El gato montés y sus subespecies

El gato montés (felis silvestris) es un felino muy similar a sus hermanos domésticos. A su vez, existen varias subespecies de este animal salvaje. La base de datos Naturalista enlista a las siguientes:

  • Felis silvestris silvestris
  • Felis silvestris lybica
  • Felis silvestris cafra
  • Felis silvestris ornata
  • Felis silvestris bieti
  • Felis silvestris catus

La especie presenta dimorfismo sexual, por lo que peso puede variar de acuerdo a la subespecie y el sexo. Sin embargo, la Universidad de Michigan deja claro que estos animales oscilan entre 2.5 y 5 kilogramos. La longitud del gato montés va de 50 a 75 centímetros. Por otro lado, la cola puede alcanzar 21 o hasta 35 centímetros. A comparación con los gatos domésticos, suelen ser más robustos.

La coloración más común del gato montés comprende al marrón y al gris como sus principales elementos. Además, cuenta con un patrón de rayas negras que le da una similitud notable con los gatos domésticos atigrados. En la mayoría de las subespecies, el pelaje se distingue por ser corto y suave.
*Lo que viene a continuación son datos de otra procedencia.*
//! Operator confirmation before money is spent on a submission.
//!
//! The lifecycle takes any [`ConfirmGate`]: the terminal prompt in normal
//! runs, [`AutoConfirm`] for `--yes`, or a closure in tests.

use std::fmt;
use std::io;
use std::path::PathBuf;

use console::{Style, Term};

use crate::error::PipelineError;
use crate::tasks::TaskKind;

/// What is about to be submitted, shown before the gate.
#[derive(Debug, Clone, PartialEq)]
pub struct ChunkPreview {
    pub kind: TaskKind,
    pub model: String,
    pub request_file: PathBuf,
    pub start: usize,
    pub end: usize,
    pub items: usize,
    pub chars: usize,
    pub price_per_mtok: f64,
}

impl ChunkPreview {
    /// Rough token count at four characters per token.
    pub fn estimated_tokens(&self) -> usize {
        self.chars / 4
    }

    /// Predicted input cost in dollars.
    pub fn estimated_cost(&self) -> f64 {
        self.estimated_tokens() as f64 * self.price_per_mtok / 1_000_000.0
    }
}

impl fmt::Display for ChunkPreview {
    fn fmt(&self, f: &mut fmt::Formatter<'_>) -> fmt::Result {
        write!(
            f,
            "{} batch {}..={} ({} items, {} chars, ~{} tokens, ~${:.4}) on {} from {}",
            self.kind,
            self.start,
            self.end,
            self.items,
            self.chars,
            self.estimated_tokens(),
            self.estimated_cost(),
            self.model,
            self.request_file.display()
        )
    }
}

pub trait ConfirmGate {
    /// `true` to submit, `false` to abandon this chunk.
    async fn confirm(&self, preview: &ChunkPreview) -> Result<bool, PipelineError>;
}

/// Approves everything.
#[derive(Debug, Clone, Copy, Default)]
pub struct AutoConfirm;

impl ConfirmGate for AutoConfirm {
    async fn confirm(&self, _preview: &ChunkPreview) -> Result<bool, PipelineError> {
        Ok(true)
    }
}

/// Asks on the terminal; only `y`/`yes` approves.
pub struct TerminalConfirm {
    term: Term,
    read_answer: fn(&Term) -> io::Result<String>,
}

impl TerminalConfirm {
    pub fn new() -> Self {
        Self {
            term: Term::stderr(),
            read_answer: read_line,
        }
    }
}

fn read_line(term: &Term) -> io::Result<String> {
    term.read_line()
}

impl Default for TerminalConfirm {
    fn default() -> Self {
        Self::new()
    }
}

impl ConfirmGate for TerminalConfirm {
    async fn confirm(&self, preview: &ChunkPreview) -> Result<bool, PipelineError> {
        let term = self.term.clone();
        let read_answer = self.read_answer;
        let preview = preview.clone();
        // Reading stdin blocks; it runs off the runtime so Ctrl-C is still seen.
        let answer = tokio::task::spawn_blocking(move || {
            let bold = Style::new().bold();
            term.write_line(&format!("{} {preview}", bold.apply_to("Ready:")))?;
            term.write_str("Submit this batch? [y/N] ")?;
            read_answer(&term)
        })
        .await
        .map_err(io::Error::other)??;
        Ok(approves(&answer))
    }
}

impl<F> ConfirmGate for F
where
    F: Fn(&ChunkPreview) -> bool,
{
    async fn confirm(&self, preview: &ChunkPreview) -> Result<bool, PipelineError> {
        Ok(self(preview))
    }
}

fn approves(answer: &str) -> bool {
    matches!(answer.trim().to_lowercase().as_str(), "y" | "yes")
}

#[cfg(test)]
mod tests {
    use super::*;

    fn preview() -> ChunkPreview {
        ChunkPreview {
            kind: TaskKind::Lean,
            model: "gpt-4o".into(),
            request_file: PathBuf::from("requests_in/batch_lean_in.jsonl"),
            start: 0,
            end: 9,
            items: 10,
            chars: 40_000,
            price_per_mtok: 2.5,
        }
    }

    #[test]
    fn estimates_tokens_and_cost() {
        let p = preview();
        assert_eq!(p.estimated_tokens(), 10_000);
        assert!((p.estimated_cost() - 0.025).abs() < 1e-12);
    }

    #[test]
    fn display_names_range_and_file() {
        let text = preview().to_string();
        assert!(text.starts_with("lean batch 0..=9 (10 items"), "{text}");
        assert!(text.contains("batch_lean_in.jsonl"));
    }

    #[tokio::test]
    async fn auto_confirm_approves() {
        assert!(AutoConfirm.confirm(&preview()).await.unwrap());
    }

    #[tokio::test]
    async fn closure_gate_sees_preview() {
        let gate = |p: &ChunkPreview| p.items < 5;
        assert!(!gate.confirm(&preview()).await.unwrap());
    }

    #[tokio::test(flavor = "current_thread")]
    async fn terminal_prompt_leaves_runtime_free() {
        fn slow_yes(_: &Term) -> io::Result<String> {
            std::thread::sleep(std::time::Duration::from_millis(300));
            Ok("y\n".into())
        }
        let gate = TerminalConfirm {
            term: Term::stderr(),
            read_answer: slow_yes,
        };
        let p = preview();

        let raced = tokio::select! {
            biased;
            answer = gate.confirm(&p) => Some(answer.unwrap()),
            _ = tokio::time::sleep(std::time::Duration::from_millis(20)) => None,
        };
        assert_eq!(raced, None);
        assert!(gate.confirm(&p).await.unwrap());
    }

    #[test]
    fn only_yes_approves() {
        assert!(approves("y"));
        assert!(approves(" YES\n"));
        assert!(!approves(""));
        assert!(!approves("no"));
        assert!(!approves("yep"));
    }
}
//! Wire types for the OpenAI-compatible Batch API.
//!
//! Submission files are JSONL of [`RequestLine`]; finished batches expose a
//! JSONL output file of [`ResultLine`]. Batch status objects are decoded into
//! [`BatchObject`] and collapsed to a [`BatchPhase`] for the job state machine.

use std::collections::BTreeMap;

use serde::{Deserialize, Serialize};

/// Endpoint every request line targets.
pub const CHAT_COMPLETIONS: &str = "/v1/chat/completions";

/// Turnaround window requested for each batch.
pub const COMPLETION_WINDOW: &str = "24h";

/// One role/content pair of a chat prompt.
#[derive(Debug, Clone, PartialEq, Eq, Serialize, Deserialize)]
pub struct Message {
    /// "system", "user" or "assistant".
    pub role: String,
    pub content: String,
}

impl Message {
    pub fn system(content: impl Into<String>) -> Self {
        Self {
            role: "system".into(),
            content: content.into(),
        }
    }

    pub fn user(content: impl Into<String>) -> Self {
        Self {
            role: "user".into(),
            content: content.into(),
        }
    }
}

/// Chat completion body embedded in each request line.
#[derive(Debug, Clone, Serialize, Deserialize)]
pub struct ChatBody {
    pub model: String,
    pub messages: Vec<Message>,
    pub max_tokens: u32,
}

/// One line of a submission file.
#[derive(Debug, Clone, Serialize, Deserialize)]
pub struct RequestLine {
    /// Correlation key, echoed back untouched in the matching result line.
    pub custom_id: String,
    pub method: String,
    pub url: String,
    pub body: ChatBody,
}

impl RequestLine {
    pub fn chat(custom_id: String, body: ChatBody) -> Self {
        Self {
            custom_id,
            method: "POST".into(),
            url: CHAT_COMPLETIONS.into(),
            body,
        }
    }
}

/// Uploaded file handle.
#[derive(Debug, Clone, Serialize, Deserialize)]
pub struct FileObject {
    pub id: String,
}

/// Body of `POST /batches`.
#[derive(Debug, Clone, Serialize)]
pub struct CreateBatchRequest {
    pub input_file_id: String,
    pub endpoint: String,
    pub completion_window: String,
    pub metadata: BTreeMap<String, String>,
}

impl CreateBatchRequest {
    pub fn new(input_file_id: &str, description: &str) -> Self {
        let mut metadata = BTreeMap::new();
        metadata.insert("description".to_string(), description.to_string());
        Self {
            input_file_id: input_file_id.to_string(),
            endpoint: CHAT_COMPLETIONS.into(),
            completion_window: COMPLETION_WINDOW.into(),
            metadata,
        }
    }
}

/// Status string reported by the endpoint.
#[derive(Debug, Clone, Copy, PartialEq, Eq, Serialize, Deserialize)]
#[serde(rename_all = "snake_case")]
pub enum RemoteStatus {
    Validating,
    InProgress,
    Finalizing,
    Completed,
    Failed,
    Expired,
    Cancelling,
    Cancelled,
    #[serde(other)]
    Unknown,
}

/// What the job lifecycle cares about: still running, or which terminal state.
#[derive(Debug, Clone, Copy, PartialEq, Eq, Serialize, Deserialize)]
pub enum BatchPhase {
    Pending,
    Completed,
    Failed,
    Cancelled,
}

impl RemoteStatus {
    pub fn phase(self) -> BatchPhase {
        match self {
            RemoteStatus::Completed => BatchPhase::Completed,
            RemoteStatus::Failed | RemoteStatus::Expired => BatchPhase::Failed,
            RemoteStatus::Cancelled => BatchPhase::Cancelled,
            RemoteStatus::Validating
            | RemoteStatus::InProgress
            | RemoteStatus::Finalizing
            | RemoteStatus::Cancelling
            | RemoteStatus::Unknown => BatchPhase::Pending,
        }
    }
}

#[derive(Debug, Clone, Default, Serialize, Deserialize)]
pub struct RequestCounts {
    #[serde(default)]
    pub total: u64,
    #[serde(default)]
    pub completed: u64,
    #[serde(default)]
    pub failed: u64,
}

#[derive(Debug, Clone, Serialize, Deserialize)]
pub struct BatchErrorEntry {
    #[serde(default)]
    pub code: Option<String>,
    #[serde(default)]
    pub message: Option<String>,
}

#[derive(Debug, Clone, Default, Serialize, Deserialize)]
pub struct BatchErrors {
    #[serde(default)]
    pub data: Vec<BatchErrorEntry>,
}

/// Batch status object returned by create and retrieve.
#[derive(Debug, Clone, Serialize, Deserialize)]
pub struct BatchObject {
    pub id: String,
    pub status: RemoteStatus,
    #[serde(default)]
    pub output_file_id: Option<String>,
    #[serde(default)]
    pub error_file_id: Option<String>,
    #[serde(default)]
    pub request_counts: Option<RequestCounts>,
    #[serde(default)]
    pub errors: Option<BatchErrors>,
}

impl BatchObject {
    pub fn phase(&self) -> BatchPhase {
        self.status.phase()
    }

    /// First error message the endpoint attached, or the raw status.
    pub fn failure_reason(&self) -> String {
        self.errors
            .as_ref()
            .and_then(|e| e.data.first())
            .and_then(|e| e.message.clone().or_else(|| e.code.clone()))
            .unwrap_or_else(|| format!("{:?}", self.status).to_lowercase())
    }
}

#[derive(Debug, Clone, Deserialize)]
pub struct ChoiceMessage {
    #[serde(default)]
    pub content: Option<String>,
}

#[derive(Debug, Clone, Deserialize)]
pub struct Choice {
    pub message: ChoiceMessage,
}

#[derive(Debug, Clone, Deserialize)]
pub struct ChatCompletion {
    #[serde(default)]
    pub choices: Vec<Choice>,
}

#[derive(Debug, Clone, Deserialize)]
pub struct ResultResponse {
    #[serde(default)]
    pub status_code: Option<u16>,
    #[serde(default)]
    pub body: Option<ChatCompletion>,
}

/// One line of a finished batch's output file.
#[derive(Debug, Clone, Deserialize)]
pub struct ResultLine {
    #[serde(default)]
    pub custom_id: Option<String>,
    #[serde(default)]
    pub response: Option<ResultResponse>,
    #[serde(default)]
    pub error: Option<serde_json::Value>,
}

impl ResultLine {
    /// Text of the first choice, if the request succeeded.
    pub fn content(&self) -> Option<&str> {
        self.response
            .as_ref()?
            .body
            .as_ref()?
            .choices
            .first()?
            .message
            .content
            .as_deref()
    }
}

#[cfg(test)]
mod tests {
    use super::*;

    #[test]
    fn request_line_uses_chat_completions() {
        let line = RequestLine::chat(
            "Gazette|News|https://x/a".into(),
            ChatBody {
                model: "gpt-4o-mini".into(),
                messages: vec![Message::user("hi")],
                max_tokens: 8,
            },
        );
        let json = serde_json::to_value(&line).unwrap();
        assert_eq!(json["custom_id"], "Gazette|News|https://x/a");
        assert_eq!(json["method"], "POST");
        assert_eq!(json["url"], "/v1/chat/completions");
        assert_eq!(json["body"]["max_tokens"], 8);
        assert_eq!(json["body"]["messages"][0]["role"], "user");
    }

    #[test]
    fn create_request_carries_description() {
        let req = CreateBatchRequest::new("file-1", "Lean scoring");
        let json = serde_json::to_value(&req).unwrap();
        assert_eq!(json["input_file_id"], "file-1");
        assert_eq!(json["completion_window"], "24h");
        assert_eq!(json["metadata"]["description"], "Lean scoring");
    }

    #[test]
    fn status_phase_mapping() {
        assert_eq!(RemoteStatus::Validating.phase(), BatchPhase::Pending);
        assert_eq!(RemoteStatus::InProgress.phase(), BatchPhase::Pending);
        assert_eq!(RemoteStatus::Finalizing.phase(), BatchPhase::Pending);
        assert_eq!(RemoteStatus::Cancelling.phase(), BatchPhase::Pending);
        assert_eq!(RemoteStatus::Completed.phase(), BatchPhase::Completed);
        assert_eq!(RemoteStatus::Failed.phase(), BatchPhase::Failed);
        assert_eq!(RemoteStatus::Expired.phase(), BatchPhase::Failed);
        assert_eq!(RemoteStatus::Cancelled.phase(), BatchPhase::Cancelled);
    }

    #[test]
    fn batch_object_deserialize_from_api_format() {
        let json = r#"{
            "id": "batch_abc",
            "object": "batch",
            "status": "in_progress",
            "output_file_id": null,
            "request_counts": {"total": 10, "completed": 3, "failed": 0}
        }"#;
        let batch: BatchObject = serde_json::from_str(json).unwrap();
        assert_eq!(batch.id, "batch_abc");
        assert_eq!(batch.phase(), BatchPhase::Pending);
        assert_eq!(batch.request_counts.unwrap().completed, 3);
    }

    #[test]
    fn unknown_status_is_pending() {
        let batch: BatchObject =
            serde_json::from_str(r#"{"id": "b", "status": "paused"}"#).unwrap();
        assert_eq!(batch.status, RemoteStatus::Unknown);
        assert_eq!(batch.phase(), BatchPhase::Pending);
    }

    #[test]
    fn failure_reason_prefers_endpoint_message() {
        let batch: BatchObject = serde_json::from_str(
            r#"{"id": "b", "status": "failed",
                "errors": {"data": [{"code": "token_limit", "message": "too many tokens"}]}}"#,
        )
        .unwrap();
        assert_eq!(batch.failure_reason(), "too many tokens");

        let bare: BatchObject =
            serde_json::from_str(r#"{"id": "b", "status": "expired"}"#).unwrap();
        assert_eq!(bare.failure_reason(), "expired");
    }

    #[test]
    fn result_line_content() {
        let line: ResultLine = serde_json::from_str(
            r#"{"id": "r1", "custom_id": "A|B|u",
                "response": {"status_code": 200,
                             "body": {"choices": [{"message": {"role": "assistant", "content": "Y"}}]}},
                "error": null}"#,
        )
        .unwrap();
        assert_eq!(line.custom_id.as_deref(), Some("A|B|u"));
        assert_eq!(line.content(), Some("Y"));
    }

    #[test]
    fn result_line_without_body_has_no_content() {
        let line: ResultLine = serde_json::from_str(
            r#"{"custom_id": "A|B|u", "response": null, "error": {"message": "boom"}}"#,
        )
        .unwrap();
        assert_eq!(line.content(), None);
        assert!(line.error.is_some());
    }
}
¿Dónde habita el gato montés?

El hecho de que existan variaciones del gato montés hace que el tema de la distribución sea amplio, pues éstas son propias de determinadas regiones. Como muestra, está la subespecie europea (Felis silvestris silvestris), la cual se extiende desde el Cáucaso hasta Asia Menor, llegando incluso a Escocia, el mar del Norte y Báltico, según explica Naturalista. Contando todas las subespecies, puede decirse que este felino se halla en Asia, América, Europa y África.
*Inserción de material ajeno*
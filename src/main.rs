mod aggregate;
mod articles;
mod batch;
mod checkpoint;
mod cli;
mod config;
mod confirm;
mod context;
mod error;
mod hierarchy;
mod lifecycle;
mod pipeline;
mod planner;
mod report;
mod retrieve;
mod state_machine;
mod store;
mod tasks;
mod truncate;
mod ui;

use anyhow::{Context, Result, bail};
use clap::Parser;
use console::Style;
use tracing::{info, warn};
use tracing_subscriber::{EnvFilter, fmt as tfmt};

use batch::BatchClient;
use checkpoint::CheckpointLog;
use cli::{Cli, Command};
use config::Config;
use confirm::{AutoConfirm, TerminalConfirm};
use context::PipelineContext;
use lifecycle::JobOutcome;
use tasks::TaskKind;
use truncate::RuleSplitter;

fn init_tracing(verbose: bool) {
    let default = if verbose { "debug" } else { "info" };
    let filter = EnvFilter::try_from_default_env().unwrap_or_else(|_| EnvFilter::new(default));
    tfmt()
        .with_env_filter(filter)
        .with_target(true)
        .with_file(false)
        .with_line_number(false)
        .with_timer(tracing_subscriber::fmt::time::UtcTime::rfc_3339())
        .with_writer(std::io::stderr)
        .init();
}

/// Ctrl-C: nothing in flight is checkpointed. Exits instead of unwinding so a
/// prompt still blocked on stdin cannot hold the runtime open.
fn interrupted(what: &str) -> ! {
    warn!("interrupted: {what}");
    eprintln!("{} interrupted: {what}", Style::new().red().bold().apply_to("✗"));
    std::process::exit(130);
}

fn client(ctx: &PipelineContext) -> Result<BatchClient> {
    if ctx.config.api_key.is_empty() {
        bail!("no API key: set OPENAI_API_KEY or api_key in the config file");
    }
    BatchClient::with_base_url(ctx.config.api_key.clone(), ctx.config.base_url.clone())
        .context("building batch client")
}

#[tokio::main]
async fn main() -> Result<()> {
    let cli = Cli::parse();
    init_tracing(cli.verbose);

    let config = Config::load(cli.config.as_deref()).context("loading configuration")?;
    let ctx = PipelineContext::new(config);
    let green = Style::new().green().bold();

    match cli.command {
        Command::Ingest { input, output } => {
            let output = output.unwrap_or_else(|| ctx.layout.scraped_corpus());
            let count = pipeline::ingest(&input, &output)
                .with_context(|| format!("ingesting {}", input.display()))?;
            println!("{} {count} articles ({})", green.apply_to("✓"), output.display());
        }

        Command::Abridge { input, output } => {
            let input = input.unwrap_or_else(|| ctx.layout.scraped_corpus());
            let output = output.unwrap_or_else(|| ctx.layout.abridged_corpus());
            let (before, after) = pipeline::abridge(&ctx, &input, &output, &RuleSplitter)
                .with_context(|| format!("abridging {}", input.display()))?;
            println!(
                "{} {before} articles -> {after} articles ({})",
                green.apply_to("✓"),
                output.display()
            );
        }

        Command::Submit {
            kind,
            start,
            resume,
            yes,
            skip_rows,
        } => {
            let kind = TaskKind::from(kind);
            let sourced = pipeline::source_items(&ctx, kind, skip_rows)
                .with_context(|| format!("preparing {kind} items"))?;
            let start = match (start, resume) {
                (Some(start), _) => start,
                (None, true) => CheckpointLog::new(ctx.layout.checkpoint_log(kind))
                    .resume_for(sourced.skip_rows)
                    .context("reading checkpoint log")?,
                (None, false) => 0,
            };
            let endpoint = client(&ctx)?;

            let run = async {
                if yes || !ctx.config.confirm {
                    pipeline::run_kind(&ctx, &endpoint, &AutoConfirm, &sourced, start, true).await
                } else {
                    let gate = TerminalConfirm::new();
                    pipeline::run_kind(&ctx, &endpoint, &gate, &sourced, start, true).await
                }
            };
            let summary = tokio::select! {
                summary = run => summary.with_context(|| format!("submitting {kind} from offset {start}"))?,
                _ = tokio::signal::ctrl_c() => {
                    interrupted(&format!("in-flight {kind} chunk was not checkpointed"))
                }
            };

            info!(?summary, "submit finished");
            println!(
                "{} {kind}: {} chunks, {} rows appended, {} lines skipped; next offset {} of {}{}",
                green.apply_to("✓"),
                summary.chunks_completed,
                summary.rows_appended,
                summary.lines_skipped,
                summary.next_offset,
                summary.total_items,
                if summary.declined { " (stopped at declined chunk)" } else { "" }
            );
        }

        Command::Retrieve { kind, batch_id } => {
            let kind = TaskKind::from(kind);
            let endpoint = client(&ctx)?;
            let outcome = tokio::select! {
                outcome = pipeline::retrieve_existing(&ctx, &endpoint, kind, &batch_id, true) => {
                    outcome.with_context(|| format!("retrieving batch {batch_id}"))?
                }
                _ = tokio::signal::ctrl_c() => interrupted(&format!("stopped waiting for {batch_id}")),
            };
            match outcome {
                JobOutcome::Completed(report) => {
                    ui::JobProgress::hidden().print_report(&report);
                }
                JobOutcome::Failed { reason, .. } => bail!("batch {batch_id} failed: {reason}"),
                JobOutcome::Cancelled(_) => bail!("batch {batch_id} was cancelled"),
                JobOutcome::Declined => {}
            }
        }

        Command::Aggregate => {
            let report = pipeline::aggregate(&ctx).context("aggregating results")?;
            println!(
                "{} {} publications, {} cities, {} states, {} categories",
                green.apply_to("✓"),
                report.publications.len(),
                report.cities.len(),
                report.states.len(),
                report.categories.len()
            );
            for (name, rating) in &report.publications {
                println!("  {name:<40} {rating:>7.2}");
            }
        }

        Command::Status => {
            for s in pipeline::status(&ctx).context("reading pipeline state")? {
                println!(
                    "{:<7} resume at {:>6}  {:>7} result rows",
                    s.kind.to_string(),
                    s.resume_offset,
                    s.rows
                );
            }
        }
    }

    Ok(())
}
Algo similar sucede con el hábitat, debido a la gran extensión de territorios abarcados por el gato montés. Para ejemplificar, están las subespecies africanas (Felis silvestris lybica y Felis silvestris cafra), entre las dos se cubren una gran variedad de ecosistemas de este continente. En suma, los principales espacios para la supervivencia del felino en cuestión son sabanas, chaparrales, bosques de matorrales y pastizales.

Carroñero ocasional

Así como otros felinos, el gato montés es un cazador crepuscular. Sus principales presas son roedores. También conejos, insectos, aves y huevos, pueden caer en sus garras. Aunque es menos frecuente, se ha documentado que algunas subespecies llegan a desarrollar tendencias carroñeras. A pesar de sus hábitos carnívoros, estos gatos ocasionalmente ingieren plantas.

El gato montés puede tener actividad a cualquier hora del día, no obstante, es principalmente un animal nocturno. Continuando con la tendencia de otros felinos salvajes, este es un organismo solitario. La excepción a lo anterior se presenta en los periodos de celo. En ellos, la hembra es asediada por varios machos y, como resultado de esto, logra darse la paternidad múltiple, conforme a lo señalado por la Universidad de Michigan.

Los tiempos de gestación acumulan de 56 a 68 días. Una vez que la hembra da a luz, las crías van de 1 a 8 ejemplares. Éstas alcanzan la madurez sexual a 10 y 11 meses, mientras que los machos lo hacen entre los 9 y los 22.

Una especie en peligro de extinción

El ser humano es responsable del 83% de las muertes de los ejemplares de gato montés registradas cada año, según las conclusiones de un estudio internacional, que ha evaluado los factores que influyen en su supervivencia y que ha aportado datos clave para reducir los atropellos en carreteras, principal causa de mortalidad de los gatos monteses, como la caza furtiva y la fragmentación de su hábitat natural.

Las poblaciones europeas de este félido, protegido por el Convenio de Berna y por la Directiva Hábitats de Unión Europea, están amenazadas por la fragmentación de los hábitats, la baja disponibilidad de presas, la hibridación con el gato doméstico y, sobre todo, la mortalidad directa causada por el ser humano.